Top of MATERIAL FOR THIS TASK
impl<C: ContractClient, R: Registrar> Pipeline<C, R> {
    pub fn new(
        client: C,
        registrar: R,
        primary_name: &str,
        secondary_name: &str,
        admin: Address,
        operator: Address,
        call_gas_limit: u64,
    ) -> Self {
        Self {
            client,
            registrar,
            primary_name: primary_name.to_string(),
            secondary_name: secondary_name.to_string(),
            admin,
            operator,
            call_gas_limit,
            retry: ExponentialBuilder::default()
                .with_min_delay(Duration::from_millis(500))
                .with_max_times(3),
            manifest: None,
        }
    }

    /// Record successful steps into (and skip steps already recorded in)
    /// the given manifest.
    pub fn with_manifest(mut self, manifest: Manifest) -> Self {
        self.manifest = Some(manifest);
        self
    }

    /// Override the transient-error retry policy.
    pub fn with_retry(mut self, retry: ExponentialBuilder) -> Self {
        self.retry = retry;
        self
    }

    fn recorded(&self, stage: Stage, name: &str) -> Option<Address> {
        self.manifest
            .as_ref()
            .and_then(|m| m.address_for(stage, name))
    }

    fn record(
        &mut self,
        stage: Stage,
        name: &str,
        address: Address,
        tx_hash: Option<String>,
    ) -> Result<(), ProvisionError> {
        if let Some(manifest) = self.manifest.as_mut() {
            manifest.record(StageRecord::new(stage, name, address, tx_hash))?;
        }
        Ok(())
    }

    /// Submit a deployment with retries on transient submission failures.
    /// A submission that reached the chain is never re-sent: only errors
    /// classified transient (the request never went through) re-enter.
    async fn submit_deploy(&self, name: &str, ctor_args: &[u8]) -> Result<PendingTx, ProvisionError> {
        (|| self.client.deploy_contract(name, ctor_args))
            .retry(self.retry.clone())
            .when(ProvisionError::is_transient)
            .notify(|err, delay| {
                tracing::warn!(contract = name, error = %err, retry_in = ?delay, "Deploy submission failed, backing off");
            })
            .await
    }

    async fn wait(&self, tx: &PendingTx) -> Result<Receipt, ProvisionError> {
        self.client.wait_for_confirmation(tx).await
    }

    /// Execute the full run. Returns an [`Outcome`] once deployment and
    /// linking are confirmed; any earlier failure carries the addresses
    /// already produced.
    pub async fn run(mut self) -> Result<Outcome, PipelineFailure> {
        let mut produced: Vec<(String, Address)> = Vec::new();

        let plan = DeploymentPlan::standard(&self.primary_name, &self.secondary_name);
        if let Err(source) = plan.validate() {
            return Err(PipelineFailure {
                stage: Stage::Init,
                source,
                produced,
            });
        }
        for step in plan.steps() {
            tracing::debug!(kind = %step.kind, name = %step.name, "Planned step");
        }

        // Init -> PrimaryDeployed. No constructor arguments, nothing to
        // clean up if this fails.
        let primary = match self.deploy_primary(&mut produced).await {
            Ok(address) => address,
            Err(source) => {
                return Err(PipelineFailure {
                    stage: Stage::PrimaryDeployed,
                    source,
                    produced,
                });
            }
        };
        tracing::info!(address = %primary, contract = %self.primary_name, "Primary contract deployed");

        // PrimaryDeployed -> SecondaryDeployed. A failure here leaves the
        // primary orphaned; the failure report carries its address so a
        // resumed run can skip redeployment.
        let (proxy, implementation) = match self.deploy_secondary(primary, &mut produced).await {
            Ok(pair) => pair,
            Err(source) => {
                return Err(PipelineFailure {
                    stage: Stage::SecondaryDeployed,
                    source,
                    produced,
                });
            }
        };
        tracing::info!(
            proxy = %proxy,
            implementation = %implementation,
            contract = %self.secondary_name,
            "Secondary contract deployed behind proxy"
        );

        // SecondaryDeployed -> Linking -> Linked. Both deployments are
        // confirmed at this point, never earlier.
        if let Err((stage, source)) = self.link(primary, proxy).await {
            return Err(PipelineFailure {
                stage,
                source,
                produced,
            });
        }
        tracing::info!(primary = %primary, rewards = %proxy, "Link confirmed by read-back");

        // Linked -> Verifying -> Done. A primary verification failure
        // does not block the secondary attempt.
        let verification = self.verify_all(primary, proxy).await;

        let summary = Summary {
            primary,
            proxy,
            implementation,
            verification,
        };

        if summary.verification.iter().all(|(_, s)| s.is_success()) {
            if let Err(source) = self.record(Stage::Done, "run", primary, None) {
                return Err(PipelineFailure {
                    stage: Stage::Done,
                    source,
                    produced,
                });
            }
            Ok(Outcome::Complete(summary))
        } else {
            Ok(Outcome::PartialSuccess(summary))
        }
    }

    async fn deploy_primary(
        &mut self,
        produced: &mut Vec<(String, Address)>,
    ) -> Result<Address, ProvisionError> {
        let name = self.primary_name.clone();
        let address = match self.recorded(Stage::PrimaryDeployed, &name) {
            Some(address) => {
                tracing::info!(address = %address, contract = %name, "Primary already recorded, skipping deployment");
                address
            }
            None => {
                let pending = self.submit_deploy(&name, &[]).await?;
                let receipt = self.wait(&pending).await?;
                let address = receipt.contract_address.ok_or_else(|| {
                    ProvisionError::ChainRejection {
                        operation: format!("deploy {name}"),
                        reason: "receipt carried no contract address".to_string(),
                    }
                })?;
                self.record(
                    Stage::PrimaryDeployed,
                    &name,
                    address,
                    Some(receipt.transaction_hash),
                )?;
                address
            }
        };
        produced.push((name, address));
        Ok(address)
    }

    async fn deploy_secondary(
        &mut self,
        primary: Address,
        produced: &mut Vec<(String, Address)>,
    ) -> Result<(Address, Address), ProvisionError> {
        let name = self.secondary_name.clone();
        let impl_name = format!("{name}Implementation");

        // The implementation is confirmed and recorded before the proxy
        // submission enters the retry loop, so a retried proxy creation
        // can never mint a second implementation.
        let implementation = match self.recorded(Stage::SecondaryDeployed, &impl_name) {
            Some(address) => {
                tracing::info!(implementation = %address, contract = %name, "Implementation already recorded, skipping deployment");
                address
            }
            None => {
                let pending = self.submit_deploy(&name, &[]).await?;
                let receipt = self.wait(&pending).await?;
                let address = receipt.contract_address.ok_or_else(|| {
                    ProvisionError::ChainRejection {
                        operation: format!("deploy {name} implementation"),
                        reason: "receipt carried no contract address".to_string(),
                    }
                })?;
                self.record(
                    Stage::SecondaryDeployed,
                    &impl_name,
                    address,
                    Some(receipt.transaction_hash),
                )?;
                tracing::info!(implementation = %address, contract = %name, "Implementation confirmed");
                address
            }
        };
        produced.push((impl_name, implementation));

        let proxy = match self.recorded(Stage::SecondaryDeployed, &name) {
            Some(address) => {
                tracing::info!(proxy = %address, contract = %name, "Proxy already recorded, skipping deployment");
                address
            }
            None => {
                let init_data = abi::encode_initializer(primary, self.admin, self.operator);
                let pending = (|| self.client.deploy_proxy(&name, implementation, &init_data))
                    .retry(self.retry.clone())
                    .when(ProvisionError::is_transient)
                    .notify(|err, delay| {
                        tracing::warn!(contract = %name, error = %err, retry_in = ?delay, "Proxy deploy submission failed, backing off");
                    })
                    .await?;

                let receipt = self.wait(&pending).await?;
                let proxy = receipt.contract_address.ok_or_else(|| {
                    ProvisionError::ChainRejection {
                        operation: format!("deploy {name} proxy"),
                        reason: "receipt carried no contract address".to_string(),
                    }
                })?;
                self.record(
                    Stage::SecondaryDeployed,
                    &name,
                    proxy,
                    Some(receipt.transaction_hash),
                )?;
                proxy
            }
        };
        produced.push((name, proxy));
        Ok((proxy, implementation))
    }

    async fn link(
        &mut self,
        primary: Address,
        proxy: Address,
    ) -> Result<(), (Stage, ProvisionError)> {
        if self.recorded(Stage::Linked, &self.primary_name) == Some(proxy) {
            tracing::info!("Link already recorded, skipping");
            return Ok(());
        }

        let data = abi::encode_call_address(LINK_SIGNATURE, proxy);
        let pending = (|| self.client.call(primary, &data, self.call_gas_limit))
            .retry(self.retry.clone())
            .when(ProvisionError::is_transient)
            .notify(|err, delay| {
                tracing::warn!(error = %err, retry_in = ?delay, "Link submission failed, backing off");
            })
            .await
            .map_err(|e| (Stage::Linking, e))?;

        self.wait(&pending)
            .await
            .map_err(|e| (Stage::Linking, e))?;

        // Confirmation is not enough: read the stored pointer back. A
        // mismatch after a confirmed transaction means the remote state
        // diverged from expectation and must not be accepted.
        let stored = self
            .client
            .read(primary, &abi::encode_getter(LINK_GETTER))
            .await
            .map_err(|e| (Stage::Linked, e))?;

        let stored = abi::decode_address_word(&stored).ok_or_else(|| {
            (
                Stage::Linked,
                ProvisionError::Consistency {
                    expected: format!("{proxy}"),
                    actual: "unreadable link value".to_string(),
                },
            )
        })?;

        if stored != proxy {
            return Err((
                Stage::Linked,
                ProvisionError::Consistency {
                    expected: format!("{proxy}"),
                    actual: format!("{stored}"),
                },
            ));
        }

        self.record(Stage::Linked, &self.primary_name.clone(), proxy, Some(pending.0))
            .map_err(|e| (Stage::Linked, e))?;
        Ok(())
    }

    async fn verify_all(
        &mut self,
        primary: Address,
        proxy: Address,
    ) -> Vec<(String, VerifyStatus)> {
        let targets = [
            (self.primary_name.clone(), primary),
            (self.secondary_name.clone(), proxy),
        ];

        let mut results = Vec::with_capacity(targets.len());
        for (name, address) in targets {
            // Both contracts are deployed without constructor arguments
            // visible to the verifier (the proxy's are initializer calldata).
            let status = match self.registrar.verify(&name, address, &[]).await {
                Ok(VerifyOutcome::Verified) => VerifyStatus::Verified,
                Ok(VerifyOutcome::AlreadyVerified) => VerifyStatus::AlreadyVerified,
                Err(e) => {
                    tracing::warn!(contract = %name, address = %address, error = %e, "Verification failed");
                    VerifyStatus::Failed(e.to_string())
                }
            };
            tracing::info!(contract = %name, address = %address, status = %status, "Verification result");
            results.push((name, status));
        }
        results
    }
}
Bottom of MATERIAL FOR THIS TASK
§ **TASK INSTRUCTIONS**: Report how many lines in the data above contain "async", without any other words.

§ **TASK RESPONSE**: 7